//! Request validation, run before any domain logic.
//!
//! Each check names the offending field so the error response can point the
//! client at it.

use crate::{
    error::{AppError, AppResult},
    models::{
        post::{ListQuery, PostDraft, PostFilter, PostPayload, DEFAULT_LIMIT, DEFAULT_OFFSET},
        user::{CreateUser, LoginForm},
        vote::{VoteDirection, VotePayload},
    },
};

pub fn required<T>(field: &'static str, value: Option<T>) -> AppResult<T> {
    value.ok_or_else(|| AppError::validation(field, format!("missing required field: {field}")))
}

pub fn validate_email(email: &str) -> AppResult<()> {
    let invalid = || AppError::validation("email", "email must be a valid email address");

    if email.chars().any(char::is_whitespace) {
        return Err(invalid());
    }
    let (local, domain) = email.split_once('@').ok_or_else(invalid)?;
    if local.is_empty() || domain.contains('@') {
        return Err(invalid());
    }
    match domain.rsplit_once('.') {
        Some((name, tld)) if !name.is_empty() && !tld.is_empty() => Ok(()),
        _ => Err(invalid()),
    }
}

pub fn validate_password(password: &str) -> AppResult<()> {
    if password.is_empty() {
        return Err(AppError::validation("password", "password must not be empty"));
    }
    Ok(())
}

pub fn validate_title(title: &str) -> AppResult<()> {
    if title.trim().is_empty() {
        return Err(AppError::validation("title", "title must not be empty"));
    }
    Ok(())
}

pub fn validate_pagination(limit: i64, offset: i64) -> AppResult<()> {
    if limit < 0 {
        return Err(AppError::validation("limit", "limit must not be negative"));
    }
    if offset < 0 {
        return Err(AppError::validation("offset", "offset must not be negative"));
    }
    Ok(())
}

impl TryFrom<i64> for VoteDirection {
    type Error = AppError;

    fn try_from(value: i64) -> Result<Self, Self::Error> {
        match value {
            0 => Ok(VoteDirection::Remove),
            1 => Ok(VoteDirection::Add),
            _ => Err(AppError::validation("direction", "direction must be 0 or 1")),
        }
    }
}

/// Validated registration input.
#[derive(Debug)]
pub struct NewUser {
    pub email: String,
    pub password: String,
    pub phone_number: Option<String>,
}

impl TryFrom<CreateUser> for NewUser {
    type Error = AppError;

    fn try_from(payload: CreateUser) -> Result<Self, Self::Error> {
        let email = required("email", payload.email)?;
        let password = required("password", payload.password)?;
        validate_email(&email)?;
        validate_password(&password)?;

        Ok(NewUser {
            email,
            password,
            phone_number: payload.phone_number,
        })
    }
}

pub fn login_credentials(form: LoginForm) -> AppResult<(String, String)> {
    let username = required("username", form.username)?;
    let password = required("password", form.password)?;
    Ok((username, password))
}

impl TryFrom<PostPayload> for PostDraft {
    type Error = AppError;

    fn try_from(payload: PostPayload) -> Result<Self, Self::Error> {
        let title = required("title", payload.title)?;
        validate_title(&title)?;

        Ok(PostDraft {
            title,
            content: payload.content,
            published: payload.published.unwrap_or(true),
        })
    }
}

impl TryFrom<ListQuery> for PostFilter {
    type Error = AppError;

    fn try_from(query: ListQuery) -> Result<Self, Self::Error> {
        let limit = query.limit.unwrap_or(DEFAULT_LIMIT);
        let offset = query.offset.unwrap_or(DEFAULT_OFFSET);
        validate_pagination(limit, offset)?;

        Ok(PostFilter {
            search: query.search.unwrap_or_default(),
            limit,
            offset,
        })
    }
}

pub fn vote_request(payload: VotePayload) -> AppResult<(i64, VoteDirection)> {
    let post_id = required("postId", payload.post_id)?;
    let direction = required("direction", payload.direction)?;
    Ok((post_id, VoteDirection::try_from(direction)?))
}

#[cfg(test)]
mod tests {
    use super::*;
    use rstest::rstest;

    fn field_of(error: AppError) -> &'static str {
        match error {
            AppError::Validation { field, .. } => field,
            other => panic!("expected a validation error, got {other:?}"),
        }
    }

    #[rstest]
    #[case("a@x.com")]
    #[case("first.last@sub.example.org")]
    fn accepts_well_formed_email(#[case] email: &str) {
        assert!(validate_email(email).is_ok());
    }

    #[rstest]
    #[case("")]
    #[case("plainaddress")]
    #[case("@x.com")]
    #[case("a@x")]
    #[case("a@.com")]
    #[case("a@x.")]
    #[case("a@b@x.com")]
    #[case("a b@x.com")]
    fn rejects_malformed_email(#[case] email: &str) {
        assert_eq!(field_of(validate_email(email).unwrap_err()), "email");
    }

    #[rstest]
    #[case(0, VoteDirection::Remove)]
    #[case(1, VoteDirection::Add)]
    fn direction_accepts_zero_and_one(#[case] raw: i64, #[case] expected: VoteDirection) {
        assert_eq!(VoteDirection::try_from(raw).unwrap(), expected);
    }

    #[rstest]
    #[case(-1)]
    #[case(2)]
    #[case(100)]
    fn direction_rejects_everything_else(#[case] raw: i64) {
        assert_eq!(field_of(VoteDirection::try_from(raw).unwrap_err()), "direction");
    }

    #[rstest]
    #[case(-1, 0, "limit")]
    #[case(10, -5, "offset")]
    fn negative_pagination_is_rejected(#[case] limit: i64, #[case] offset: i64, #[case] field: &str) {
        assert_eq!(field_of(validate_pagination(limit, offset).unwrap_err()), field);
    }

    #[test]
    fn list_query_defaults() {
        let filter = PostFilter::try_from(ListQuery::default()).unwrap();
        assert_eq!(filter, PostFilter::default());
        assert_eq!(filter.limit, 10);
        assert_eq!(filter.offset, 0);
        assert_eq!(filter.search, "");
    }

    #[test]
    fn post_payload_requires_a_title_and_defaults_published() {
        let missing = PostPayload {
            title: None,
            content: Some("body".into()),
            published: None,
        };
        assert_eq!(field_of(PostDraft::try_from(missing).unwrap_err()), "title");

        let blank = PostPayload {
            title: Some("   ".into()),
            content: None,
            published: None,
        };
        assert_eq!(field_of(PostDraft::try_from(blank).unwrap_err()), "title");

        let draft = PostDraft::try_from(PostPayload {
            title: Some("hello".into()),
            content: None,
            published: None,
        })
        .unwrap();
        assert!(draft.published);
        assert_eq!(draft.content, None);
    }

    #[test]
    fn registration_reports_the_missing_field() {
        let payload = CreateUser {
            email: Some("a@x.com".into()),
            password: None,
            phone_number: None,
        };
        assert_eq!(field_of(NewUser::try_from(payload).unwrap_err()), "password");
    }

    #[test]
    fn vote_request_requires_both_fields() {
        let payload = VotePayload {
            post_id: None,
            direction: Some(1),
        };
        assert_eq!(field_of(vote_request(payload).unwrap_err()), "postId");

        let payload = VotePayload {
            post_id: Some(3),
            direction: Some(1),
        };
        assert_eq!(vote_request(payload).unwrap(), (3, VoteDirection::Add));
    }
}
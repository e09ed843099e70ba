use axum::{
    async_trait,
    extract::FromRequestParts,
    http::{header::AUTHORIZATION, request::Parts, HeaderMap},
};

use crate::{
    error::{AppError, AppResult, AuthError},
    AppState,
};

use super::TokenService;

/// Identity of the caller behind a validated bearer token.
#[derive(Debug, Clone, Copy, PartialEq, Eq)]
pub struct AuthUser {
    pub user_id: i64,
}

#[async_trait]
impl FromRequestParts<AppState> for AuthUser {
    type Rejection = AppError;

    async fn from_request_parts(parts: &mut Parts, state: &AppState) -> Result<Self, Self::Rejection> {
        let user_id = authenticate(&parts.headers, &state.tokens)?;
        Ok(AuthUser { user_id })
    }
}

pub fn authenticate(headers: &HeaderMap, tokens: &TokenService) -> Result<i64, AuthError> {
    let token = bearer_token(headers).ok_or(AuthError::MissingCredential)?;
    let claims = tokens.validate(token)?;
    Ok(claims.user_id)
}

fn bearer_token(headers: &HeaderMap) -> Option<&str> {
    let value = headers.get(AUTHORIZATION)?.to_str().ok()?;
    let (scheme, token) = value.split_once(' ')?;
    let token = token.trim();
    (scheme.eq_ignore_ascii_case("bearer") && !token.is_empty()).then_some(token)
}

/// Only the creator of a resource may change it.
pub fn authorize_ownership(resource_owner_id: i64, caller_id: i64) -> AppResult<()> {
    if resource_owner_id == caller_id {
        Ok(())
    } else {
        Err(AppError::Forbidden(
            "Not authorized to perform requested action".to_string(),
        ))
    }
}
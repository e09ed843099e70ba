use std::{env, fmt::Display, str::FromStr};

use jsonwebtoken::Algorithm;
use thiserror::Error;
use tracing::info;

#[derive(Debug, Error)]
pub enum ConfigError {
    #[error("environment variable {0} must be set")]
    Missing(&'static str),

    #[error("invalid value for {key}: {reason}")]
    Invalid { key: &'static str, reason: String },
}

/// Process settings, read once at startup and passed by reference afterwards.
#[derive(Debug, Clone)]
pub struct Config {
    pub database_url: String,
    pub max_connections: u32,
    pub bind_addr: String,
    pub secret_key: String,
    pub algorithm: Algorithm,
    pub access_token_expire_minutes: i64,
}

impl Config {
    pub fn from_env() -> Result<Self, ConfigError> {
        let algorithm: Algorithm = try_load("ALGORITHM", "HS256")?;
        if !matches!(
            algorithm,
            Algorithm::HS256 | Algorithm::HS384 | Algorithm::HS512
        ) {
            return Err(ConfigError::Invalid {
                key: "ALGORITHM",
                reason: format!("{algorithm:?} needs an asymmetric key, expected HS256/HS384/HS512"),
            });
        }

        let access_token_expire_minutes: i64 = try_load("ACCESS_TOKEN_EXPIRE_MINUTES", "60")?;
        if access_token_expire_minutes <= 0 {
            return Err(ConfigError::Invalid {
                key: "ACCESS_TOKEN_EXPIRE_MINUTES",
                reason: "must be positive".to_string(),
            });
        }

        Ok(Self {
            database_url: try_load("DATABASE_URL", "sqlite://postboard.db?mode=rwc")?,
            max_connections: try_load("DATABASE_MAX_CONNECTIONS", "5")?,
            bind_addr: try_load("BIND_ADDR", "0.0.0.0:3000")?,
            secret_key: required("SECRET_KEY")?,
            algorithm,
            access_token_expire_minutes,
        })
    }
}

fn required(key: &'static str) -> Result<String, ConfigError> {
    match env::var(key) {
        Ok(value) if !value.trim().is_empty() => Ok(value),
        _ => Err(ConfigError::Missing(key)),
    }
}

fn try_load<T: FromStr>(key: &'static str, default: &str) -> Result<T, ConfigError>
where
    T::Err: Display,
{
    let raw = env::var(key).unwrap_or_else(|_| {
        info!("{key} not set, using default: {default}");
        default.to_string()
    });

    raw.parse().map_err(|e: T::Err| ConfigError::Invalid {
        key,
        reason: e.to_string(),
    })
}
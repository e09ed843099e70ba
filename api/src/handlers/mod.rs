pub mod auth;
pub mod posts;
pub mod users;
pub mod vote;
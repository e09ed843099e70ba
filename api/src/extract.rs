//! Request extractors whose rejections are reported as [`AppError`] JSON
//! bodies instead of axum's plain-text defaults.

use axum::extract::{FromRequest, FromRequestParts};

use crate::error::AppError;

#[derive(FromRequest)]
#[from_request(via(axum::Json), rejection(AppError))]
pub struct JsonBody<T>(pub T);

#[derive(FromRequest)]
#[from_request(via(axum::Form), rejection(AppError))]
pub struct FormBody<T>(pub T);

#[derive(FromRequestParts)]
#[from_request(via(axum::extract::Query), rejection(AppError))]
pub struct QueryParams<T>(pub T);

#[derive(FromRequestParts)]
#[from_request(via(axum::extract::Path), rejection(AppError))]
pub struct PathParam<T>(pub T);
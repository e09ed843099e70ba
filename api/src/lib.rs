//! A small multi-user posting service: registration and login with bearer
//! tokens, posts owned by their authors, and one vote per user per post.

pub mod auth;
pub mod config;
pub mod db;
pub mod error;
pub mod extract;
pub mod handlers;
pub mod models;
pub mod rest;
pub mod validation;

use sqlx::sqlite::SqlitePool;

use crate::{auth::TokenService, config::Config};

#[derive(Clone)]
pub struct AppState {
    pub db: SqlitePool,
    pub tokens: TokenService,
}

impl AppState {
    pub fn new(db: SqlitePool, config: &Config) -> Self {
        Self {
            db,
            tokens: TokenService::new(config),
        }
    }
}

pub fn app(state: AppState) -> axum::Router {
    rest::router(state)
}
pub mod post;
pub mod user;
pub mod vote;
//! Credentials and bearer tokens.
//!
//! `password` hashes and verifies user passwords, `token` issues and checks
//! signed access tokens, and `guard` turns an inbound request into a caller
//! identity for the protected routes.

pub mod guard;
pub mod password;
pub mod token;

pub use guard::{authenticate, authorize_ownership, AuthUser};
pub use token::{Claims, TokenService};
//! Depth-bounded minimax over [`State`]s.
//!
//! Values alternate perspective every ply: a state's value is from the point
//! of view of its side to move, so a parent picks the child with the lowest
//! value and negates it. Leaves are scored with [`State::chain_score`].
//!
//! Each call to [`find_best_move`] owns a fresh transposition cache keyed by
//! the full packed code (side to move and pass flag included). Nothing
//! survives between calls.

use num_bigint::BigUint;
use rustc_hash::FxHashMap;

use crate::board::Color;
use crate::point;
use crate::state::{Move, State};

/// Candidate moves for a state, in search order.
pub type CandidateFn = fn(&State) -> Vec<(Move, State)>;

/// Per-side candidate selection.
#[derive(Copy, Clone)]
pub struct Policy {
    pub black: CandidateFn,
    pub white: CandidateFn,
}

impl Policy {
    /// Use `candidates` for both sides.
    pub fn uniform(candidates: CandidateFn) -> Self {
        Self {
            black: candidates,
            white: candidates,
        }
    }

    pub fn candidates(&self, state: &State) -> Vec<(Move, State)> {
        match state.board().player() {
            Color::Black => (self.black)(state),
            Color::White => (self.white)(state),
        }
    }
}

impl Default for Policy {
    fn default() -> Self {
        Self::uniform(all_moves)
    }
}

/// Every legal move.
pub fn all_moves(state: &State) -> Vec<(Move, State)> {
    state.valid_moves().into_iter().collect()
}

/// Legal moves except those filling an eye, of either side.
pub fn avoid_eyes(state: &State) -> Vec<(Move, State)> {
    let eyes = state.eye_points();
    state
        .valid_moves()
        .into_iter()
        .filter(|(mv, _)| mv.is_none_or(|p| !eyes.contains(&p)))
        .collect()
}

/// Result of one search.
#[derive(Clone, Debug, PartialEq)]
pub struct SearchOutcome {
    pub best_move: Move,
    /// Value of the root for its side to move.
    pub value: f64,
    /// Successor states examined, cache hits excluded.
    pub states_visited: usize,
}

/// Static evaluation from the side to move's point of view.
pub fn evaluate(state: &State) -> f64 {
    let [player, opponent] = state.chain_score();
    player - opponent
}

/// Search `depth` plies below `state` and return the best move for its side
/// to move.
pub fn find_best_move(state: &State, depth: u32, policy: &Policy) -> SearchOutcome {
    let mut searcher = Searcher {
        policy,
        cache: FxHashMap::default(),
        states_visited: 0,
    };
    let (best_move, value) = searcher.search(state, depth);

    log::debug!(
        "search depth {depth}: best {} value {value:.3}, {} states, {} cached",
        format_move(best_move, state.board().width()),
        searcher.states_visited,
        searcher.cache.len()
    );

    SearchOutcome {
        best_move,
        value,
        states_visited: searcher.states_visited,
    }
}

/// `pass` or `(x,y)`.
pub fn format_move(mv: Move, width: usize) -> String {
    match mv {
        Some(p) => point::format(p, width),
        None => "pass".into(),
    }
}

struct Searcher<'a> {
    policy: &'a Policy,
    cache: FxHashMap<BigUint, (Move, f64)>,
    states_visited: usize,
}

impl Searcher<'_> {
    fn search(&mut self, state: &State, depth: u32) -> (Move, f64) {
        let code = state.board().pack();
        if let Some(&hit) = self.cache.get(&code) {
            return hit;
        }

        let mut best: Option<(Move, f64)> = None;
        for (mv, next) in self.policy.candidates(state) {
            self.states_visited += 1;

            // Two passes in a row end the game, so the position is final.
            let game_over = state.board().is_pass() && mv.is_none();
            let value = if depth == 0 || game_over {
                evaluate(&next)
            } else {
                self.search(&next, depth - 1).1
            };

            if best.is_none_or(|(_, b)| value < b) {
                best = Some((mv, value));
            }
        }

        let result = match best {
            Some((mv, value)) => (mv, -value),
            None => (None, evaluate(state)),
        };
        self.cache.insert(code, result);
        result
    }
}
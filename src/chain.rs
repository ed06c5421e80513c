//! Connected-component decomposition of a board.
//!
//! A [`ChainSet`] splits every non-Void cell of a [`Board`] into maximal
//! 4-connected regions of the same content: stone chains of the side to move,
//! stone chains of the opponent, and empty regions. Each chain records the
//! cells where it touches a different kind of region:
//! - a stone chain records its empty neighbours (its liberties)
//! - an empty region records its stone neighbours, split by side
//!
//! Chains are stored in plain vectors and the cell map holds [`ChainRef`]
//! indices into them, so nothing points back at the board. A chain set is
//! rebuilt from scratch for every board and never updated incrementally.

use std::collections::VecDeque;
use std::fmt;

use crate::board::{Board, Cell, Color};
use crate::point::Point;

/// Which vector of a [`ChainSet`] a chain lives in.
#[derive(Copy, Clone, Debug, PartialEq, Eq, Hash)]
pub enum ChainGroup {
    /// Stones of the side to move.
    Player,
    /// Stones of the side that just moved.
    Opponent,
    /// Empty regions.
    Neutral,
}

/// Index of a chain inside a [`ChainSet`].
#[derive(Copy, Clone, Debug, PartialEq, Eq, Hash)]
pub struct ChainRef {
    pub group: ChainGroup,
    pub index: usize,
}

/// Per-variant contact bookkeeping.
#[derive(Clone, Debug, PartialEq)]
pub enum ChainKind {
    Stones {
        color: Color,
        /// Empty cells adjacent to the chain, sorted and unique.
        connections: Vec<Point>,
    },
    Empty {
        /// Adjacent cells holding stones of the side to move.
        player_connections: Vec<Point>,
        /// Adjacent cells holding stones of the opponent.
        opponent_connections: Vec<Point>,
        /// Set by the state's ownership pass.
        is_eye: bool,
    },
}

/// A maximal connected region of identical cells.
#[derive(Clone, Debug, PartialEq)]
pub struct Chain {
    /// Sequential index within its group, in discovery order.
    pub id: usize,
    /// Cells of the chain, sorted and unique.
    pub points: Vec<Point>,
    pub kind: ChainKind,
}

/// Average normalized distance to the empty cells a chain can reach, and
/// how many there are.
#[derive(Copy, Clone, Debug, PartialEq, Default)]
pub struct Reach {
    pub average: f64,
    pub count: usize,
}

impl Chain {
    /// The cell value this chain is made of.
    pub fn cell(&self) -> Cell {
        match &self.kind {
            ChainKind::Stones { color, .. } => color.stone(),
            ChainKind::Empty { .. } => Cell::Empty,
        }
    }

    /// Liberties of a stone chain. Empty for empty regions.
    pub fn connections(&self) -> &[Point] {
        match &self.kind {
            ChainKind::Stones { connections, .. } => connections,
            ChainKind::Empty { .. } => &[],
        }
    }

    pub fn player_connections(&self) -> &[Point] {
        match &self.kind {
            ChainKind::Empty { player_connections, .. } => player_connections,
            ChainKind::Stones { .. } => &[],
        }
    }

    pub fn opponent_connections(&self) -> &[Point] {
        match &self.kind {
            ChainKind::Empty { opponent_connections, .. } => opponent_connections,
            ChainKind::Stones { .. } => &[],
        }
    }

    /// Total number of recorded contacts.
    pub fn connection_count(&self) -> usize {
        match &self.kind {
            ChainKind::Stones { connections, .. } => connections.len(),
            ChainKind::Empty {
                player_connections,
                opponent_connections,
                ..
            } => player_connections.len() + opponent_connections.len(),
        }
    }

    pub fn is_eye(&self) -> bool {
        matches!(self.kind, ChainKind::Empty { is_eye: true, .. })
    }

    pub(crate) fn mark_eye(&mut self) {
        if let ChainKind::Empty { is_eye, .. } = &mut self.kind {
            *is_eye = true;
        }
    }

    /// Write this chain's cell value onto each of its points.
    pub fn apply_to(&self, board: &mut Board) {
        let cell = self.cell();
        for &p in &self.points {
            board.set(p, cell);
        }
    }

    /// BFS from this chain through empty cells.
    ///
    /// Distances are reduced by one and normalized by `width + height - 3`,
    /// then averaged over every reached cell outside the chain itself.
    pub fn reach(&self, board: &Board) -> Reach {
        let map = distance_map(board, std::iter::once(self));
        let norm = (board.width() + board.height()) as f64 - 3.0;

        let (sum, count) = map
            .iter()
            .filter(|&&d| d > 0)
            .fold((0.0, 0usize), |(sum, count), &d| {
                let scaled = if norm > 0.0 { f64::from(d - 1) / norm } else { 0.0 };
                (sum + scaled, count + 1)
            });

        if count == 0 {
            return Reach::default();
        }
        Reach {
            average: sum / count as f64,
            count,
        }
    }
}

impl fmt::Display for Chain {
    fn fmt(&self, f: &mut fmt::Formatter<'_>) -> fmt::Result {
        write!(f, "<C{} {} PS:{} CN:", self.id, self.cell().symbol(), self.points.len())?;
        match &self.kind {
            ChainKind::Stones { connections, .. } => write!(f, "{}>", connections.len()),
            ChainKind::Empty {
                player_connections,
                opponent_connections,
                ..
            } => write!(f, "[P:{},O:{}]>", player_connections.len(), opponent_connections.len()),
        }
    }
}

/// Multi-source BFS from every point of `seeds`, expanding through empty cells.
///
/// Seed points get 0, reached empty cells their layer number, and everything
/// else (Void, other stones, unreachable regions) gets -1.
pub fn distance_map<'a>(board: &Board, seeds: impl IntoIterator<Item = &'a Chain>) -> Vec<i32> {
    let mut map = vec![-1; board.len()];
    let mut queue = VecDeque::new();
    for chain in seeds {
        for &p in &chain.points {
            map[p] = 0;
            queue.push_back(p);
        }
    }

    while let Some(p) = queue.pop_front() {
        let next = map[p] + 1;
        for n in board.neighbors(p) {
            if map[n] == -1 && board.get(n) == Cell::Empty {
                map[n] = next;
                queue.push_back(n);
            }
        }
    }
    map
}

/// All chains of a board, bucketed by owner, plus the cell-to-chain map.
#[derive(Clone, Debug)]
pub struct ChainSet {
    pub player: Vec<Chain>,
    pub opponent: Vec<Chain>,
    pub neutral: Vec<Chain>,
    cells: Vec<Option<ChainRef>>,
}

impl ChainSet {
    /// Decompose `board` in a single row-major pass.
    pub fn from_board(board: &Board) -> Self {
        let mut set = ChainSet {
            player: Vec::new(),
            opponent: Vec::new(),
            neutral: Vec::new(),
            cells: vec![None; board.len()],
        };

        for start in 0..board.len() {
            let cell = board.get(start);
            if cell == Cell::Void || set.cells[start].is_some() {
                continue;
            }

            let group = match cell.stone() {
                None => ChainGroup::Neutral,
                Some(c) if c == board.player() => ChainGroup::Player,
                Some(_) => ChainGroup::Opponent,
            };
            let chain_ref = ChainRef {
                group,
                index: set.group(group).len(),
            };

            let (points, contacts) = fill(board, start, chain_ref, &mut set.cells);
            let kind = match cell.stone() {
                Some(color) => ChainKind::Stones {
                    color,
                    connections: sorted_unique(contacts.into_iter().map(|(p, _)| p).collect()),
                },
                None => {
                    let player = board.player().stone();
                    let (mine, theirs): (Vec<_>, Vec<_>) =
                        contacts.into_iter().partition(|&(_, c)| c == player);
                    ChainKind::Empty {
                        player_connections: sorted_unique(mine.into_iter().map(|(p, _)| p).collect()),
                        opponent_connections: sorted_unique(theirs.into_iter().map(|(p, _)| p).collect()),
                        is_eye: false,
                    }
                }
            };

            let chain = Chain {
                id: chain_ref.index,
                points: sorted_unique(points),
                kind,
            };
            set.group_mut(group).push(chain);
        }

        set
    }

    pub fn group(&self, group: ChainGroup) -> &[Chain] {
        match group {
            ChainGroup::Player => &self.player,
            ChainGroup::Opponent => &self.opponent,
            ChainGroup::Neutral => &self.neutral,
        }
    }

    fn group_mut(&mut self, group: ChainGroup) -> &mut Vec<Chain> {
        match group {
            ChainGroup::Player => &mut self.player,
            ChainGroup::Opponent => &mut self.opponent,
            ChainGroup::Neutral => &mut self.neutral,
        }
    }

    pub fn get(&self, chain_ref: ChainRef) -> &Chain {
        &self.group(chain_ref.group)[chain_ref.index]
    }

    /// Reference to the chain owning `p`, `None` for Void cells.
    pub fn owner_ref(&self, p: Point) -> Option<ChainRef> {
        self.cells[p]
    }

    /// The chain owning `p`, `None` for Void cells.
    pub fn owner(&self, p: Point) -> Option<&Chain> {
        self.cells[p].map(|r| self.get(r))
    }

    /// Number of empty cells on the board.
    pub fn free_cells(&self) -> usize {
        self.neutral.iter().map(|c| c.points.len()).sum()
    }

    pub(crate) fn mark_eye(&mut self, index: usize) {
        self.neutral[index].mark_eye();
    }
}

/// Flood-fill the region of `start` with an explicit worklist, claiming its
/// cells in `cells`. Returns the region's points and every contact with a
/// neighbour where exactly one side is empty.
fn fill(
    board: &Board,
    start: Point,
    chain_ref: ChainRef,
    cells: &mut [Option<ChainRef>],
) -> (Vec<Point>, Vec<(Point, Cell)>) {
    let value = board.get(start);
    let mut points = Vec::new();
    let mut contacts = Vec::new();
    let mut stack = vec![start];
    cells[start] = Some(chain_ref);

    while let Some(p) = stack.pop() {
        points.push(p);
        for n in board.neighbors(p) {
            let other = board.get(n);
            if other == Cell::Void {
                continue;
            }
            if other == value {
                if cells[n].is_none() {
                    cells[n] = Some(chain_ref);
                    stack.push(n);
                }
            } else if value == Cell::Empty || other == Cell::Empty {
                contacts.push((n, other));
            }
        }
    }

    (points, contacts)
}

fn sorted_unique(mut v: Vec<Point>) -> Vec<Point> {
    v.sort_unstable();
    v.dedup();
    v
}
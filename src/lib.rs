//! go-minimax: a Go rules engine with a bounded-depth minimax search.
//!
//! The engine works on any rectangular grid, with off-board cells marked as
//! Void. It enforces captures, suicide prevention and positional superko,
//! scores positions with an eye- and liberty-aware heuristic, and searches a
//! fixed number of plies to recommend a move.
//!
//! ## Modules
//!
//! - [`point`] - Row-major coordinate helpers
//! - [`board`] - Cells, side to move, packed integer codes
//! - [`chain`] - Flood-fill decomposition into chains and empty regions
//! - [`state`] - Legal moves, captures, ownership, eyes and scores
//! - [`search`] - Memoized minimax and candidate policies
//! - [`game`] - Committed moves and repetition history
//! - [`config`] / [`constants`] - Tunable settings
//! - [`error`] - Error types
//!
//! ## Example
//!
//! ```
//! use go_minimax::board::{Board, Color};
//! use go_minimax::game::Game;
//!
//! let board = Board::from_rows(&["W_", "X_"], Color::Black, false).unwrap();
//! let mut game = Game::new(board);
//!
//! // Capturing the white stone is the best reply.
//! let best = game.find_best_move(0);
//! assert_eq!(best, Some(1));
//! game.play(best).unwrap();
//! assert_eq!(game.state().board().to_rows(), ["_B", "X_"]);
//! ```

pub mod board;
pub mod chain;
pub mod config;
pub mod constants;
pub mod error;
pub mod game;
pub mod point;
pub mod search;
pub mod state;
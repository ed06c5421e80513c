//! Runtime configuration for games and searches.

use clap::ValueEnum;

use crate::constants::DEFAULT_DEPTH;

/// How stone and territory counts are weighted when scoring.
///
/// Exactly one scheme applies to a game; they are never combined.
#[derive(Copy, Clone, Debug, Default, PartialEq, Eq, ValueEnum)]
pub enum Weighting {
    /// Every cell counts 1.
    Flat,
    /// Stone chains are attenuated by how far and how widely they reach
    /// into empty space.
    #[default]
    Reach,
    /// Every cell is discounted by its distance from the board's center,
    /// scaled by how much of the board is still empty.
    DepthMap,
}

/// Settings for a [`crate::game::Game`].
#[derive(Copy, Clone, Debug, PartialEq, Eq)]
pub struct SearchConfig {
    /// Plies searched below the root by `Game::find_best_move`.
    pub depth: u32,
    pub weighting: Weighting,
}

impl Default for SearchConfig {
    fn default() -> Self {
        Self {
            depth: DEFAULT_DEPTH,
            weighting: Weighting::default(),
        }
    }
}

====================

* **BRIEF**:
Write down exactly the span of lines above from the one containing "position is final." to the one containing "filename src/chain.rs", both ends included.

* **WRITTEN RESPONSE**:
            // Two passes in a row end the game, so the position is final.
            let game_over = state.board().is_pass() && mv.is_none();
            let value = if depth == 0 || game_over {
                evaluate(&next)
            } else {
                self.search(&next, depth - 1).1
            };

            if best.is_none_or(|(_, b)| value < b) {
                best = Some((mv, value));
            }
        }

        let result = match best {
            Some((mv, value)) => (mv, -value),
            None => (None, evaluate(state)),
        };
        self.cache.insert(code, result);
        result
    }
}
filename src/chain.rs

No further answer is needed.